Aim of the exercise -> Pick each line containing "Option" out of the records.

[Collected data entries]
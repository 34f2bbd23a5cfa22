/// Symmetric suites: AES-256-GCM, ChaCha20-Poly1305 and XChaCha20-Poly1305.
///
/// Output format of [`AeadScheme::seal`]:
/// ```text
/// [nonce: 12 or 24][ciphertext][tag: 16]
/// ```
///
/// The nonce is drawn from the caller's RNG on every seal. Authentication
/// failure on open is not an error: it yields `Ok(None)`. Only a buffer too
/// short to hold the nonce and tag, or a key of the wrong size, is an `Err`.
use aes_gcm::Aes256Gcm;
use chacha20poly1305::{
    aead::{Aead, KeyInit},
    ChaCha20Poly1305, XChaCha20Poly1305, XNonce,
};
use rand::{CryptoRng, RngCore};
use serde::Serialize;
use thiserror::Error;
use zeroize::Zeroizing;

use crate::error::Result;
use crate::protocol::wire::{SealedFrame, WireLayout};
use crate::suite::{Decryption, SoftFailure, SuiteExecutor};

/// Key size shared by every supported AEAD (256-bit)
pub const KEY_SIZE: usize = 32;
/// Poly1305 and GHASH tag size
pub const TAG_SIZE: usize = 16;
/// 96-bit nonce (AES-GCM, ChaCha20-Poly1305)
pub const NONCE_SIZE: usize = 12;
/// 192-bit extended nonce (XChaCha20-Poly1305)
pub const XNONCE_SIZE: usize = 24;

/// A 256-bit AEAD key, wiped on drop.
pub type SymmetricKey = Zeroizing<[u8; KEY_SIZE]>;

#[derive(Error, Debug)]
pub enum AeadError {
    #[error("Invalid key length: expected {expected} bytes, got {actual}")]
    InvalidKeyLength { expected: usize, actual: usize },
    #[error("AEAD encryption failed")]
    EncryptionFailed,
}

/// Fixed-key AEAD construction.
#[derive(Debug, Clone, Copy, PartialEq, Eq, Hash, Serialize)]
#[serde(rename_all = "snake_case")]
pub enum AeadScheme {
    Aes256Gcm,
    ChaCha20Poly1305,
    XChaCha20Poly1305,
}

impl AeadScheme {
    pub const fn key_size(self) -> usize {
        KEY_SIZE
    }

    pub const fn nonce_size(self) -> usize {
        match self {
            AeadScheme::Aes256Gcm | AeadScheme::ChaCha20Poly1305 => NONCE_SIZE,
            AeadScheme::XChaCha20Poly1305 => XNONCE_SIZE,
        }
    }

    pub const fn tag_size(self) -> usize {
        TAG_SIZE
    }

    pub fn label(self) -> &'static str {
        match self {
            AeadScheme::Aes256Gcm => "AES-256-GCM",
            AeadScheme::ChaCha20Poly1305 => "ChaCha20-Poly1305",
            AeadScheme::XChaCha20Poly1305 => "XChaCha20-Poly1305",
        }
    }

    /// Layout of a classic ciphertext produced by this scheme.
    pub fn layout(self) -> WireLayout {
        WireLayout::classic(self.nonce_size(), self.key_size(), self.tag_size())
    }

    /// Generate a fresh random key.
    pub fn generate_key<R: RngCore + CryptoRng>(self, rng: &mut R) -> SymmetricKey {
        let mut key = Zeroizing::new([0u8; KEY_SIZE]);
        rng.fill_bytes(key.as_mut());
        key
    }

    /// Seal `plaintext` and return `(nonce, ciphertext ‖ tag)`.
    pub fn seal_detached<R: RngCore + CryptoRng>(
        self,
        key: &[u8],
        plaintext: &[u8],
        rng: &mut R,
    ) -> std::result::Result<(Vec<u8>, Vec<u8>), AeadError> {
        let mut nonce = vec![0u8; self.nonce_size()];
        rng.fill_bytes(&mut nonce);
        let body = self.encrypt_raw(key, &nonce, plaintext)?;
        Ok((nonce, body))
    }

    /// Seal `plaintext` into `nonce ‖ ciphertext ‖ tag`.
    pub fn seal<R: RngCore + CryptoRng>(
        self,
        key: &[u8],
        plaintext: &[u8],
        rng: &mut R,
    ) -> std::result::Result<Vec<u8>, AeadError> {
        let (nonce, body) = self.seal_detached(key, plaintext, rng)?;
        Ok(SealedFrame {
            nonce: &nonce,
            body: &body,
        }
        .encode())
    }

    /// Open `nonce ‖ ciphertext ‖ tag`.
    ///
    /// Returns `Ok(None)` when the tag does not verify.
    pub fn open(self, key: &[u8], sealed: &[u8]) -> Result<Option<Zeroizing<Vec<u8>>>> {
        let frame = SealedFrame::parse(sealed, &self.layout())?;
        Ok(self.open_frame(key, &frame)?)
    }

    /// Open an already-framed AEAD block.
    pub fn open_frame(
        self,
        key: &[u8],
        frame: &SealedFrame<'_>,
    ) -> std::result::Result<Option<Zeroizing<Vec<u8>>>, AeadError> {
        self.check_key(key)?;
        let plaintext = match self {
            AeadScheme::Aes256Gcm => Aes256Gcm::new_from_slice(key)
                .map_err(|_| self.key_error(key))?
                .decrypt(aes_gcm::Nonce::from_slice(frame.nonce), frame.body),
            AeadScheme::ChaCha20Poly1305 => ChaCha20Poly1305::new_from_slice(key)
                .map_err(|_| self.key_error(key))?
                .decrypt(chacha20poly1305::Nonce::from_slice(frame.nonce), frame.body),
            AeadScheme::XChaCha20Poly1305 => XChaCha20Poly1305::new_from_slice(key)
                .map_err(|_| self.key_error(key))?
                .decrypt(XNonce::from_slice(frame.nonce), frame.body),
        };
        Ok(plaintext.ok().map(Zeroizing::new))
    }

    fn encrypt_raw(
        self,
        key: &[u8],
        nonce: &[u8],
        plaintext: &[u8],
    ) -> std::result::Result<Vec<u8>, AeadError> {
        self.check_key(key)?;
        let ciphertext = match self {
            AeadScheme::Aes256Gcm => Aes256Gcm::new_from_slice(key)
                .map_err(|_| self.key_error(key))?
                .encrypt(aes_gcm::Nonce::from_slice(nonce), plaintext),
            AeadScheme::ChaCha20Poly1305 => ChaCha20Poly1305::new_from_slice(key)
                .map_err(|_| self.key_error(key))?
                .encrypt(chacha20poly1305::Nonce::from_slice(nonce), plaintext),
            AeadScheme::XChaCha20Poly1305 => XChaCha20Poly1305::new_from_slice(key)
                .map_err(|_| self.key_error(key))?
                .encrypt(XNonce::from_slice(nonce), plaintext),
        };
        ciphertext.map_err(|_| AeadError::EncryptionFailed)
    }

    fn check_key(self, key: &[u8]) -> std::result::Result<(), AeadError> {
        if key.len() != self.key_size() {
            return Err(self.key_error(key));
        }
        Ok(())
    }

    fn key_error(self, key: &[u8]) -> AeadError {
        AeadError::InvalidKeyLength {
            expected: self.key_size(),
            actual: key.len(),
        }
    }
}

impl SuiteExecutor for AeadScheme {
    type Keys = SymmetricKey;

    fn layout(&self) -> WireLayout {
        AeadScheme::layout(*self)
    }

    fn generate_keys<R: RngCore + CryptoRng>(&self, rng: &mut R) -> Result<SymmetricKey> {
        Ok(self.generate_key(rng))
    }

    fn encrypt<R: RngCore + CryptoRng>(
        &self,
        keys: &SymmetricKey,
        plaintext: &[u8],
        rng: &mut R,
    ) -> Result<Vec<u8>> {
        Ok(self.seal(&keys[..], plaintext, rng)?)
    }

    fn decrypt(&self, keys: &SymmetricKey, ciphertext: &[u8]) -> Result<Decryption> {
        Ok(match self.open(&keys[..], ciphertext)? {
            Some(plaintext) => Decryption::Plaintext(plaintext),
            None => Decryption::Failed(SoftFailure::AuthenticationFailed),
        })
    }
}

Response to the task ->
    pub fn open(self, key: &[u8], sealed: &[u8]) -> Result<Option<Zeroizing<Vec<u8>>>> {
    ) -> std::result::Result<Option<Zeroizing<Vec<u8>>>, AeadError> {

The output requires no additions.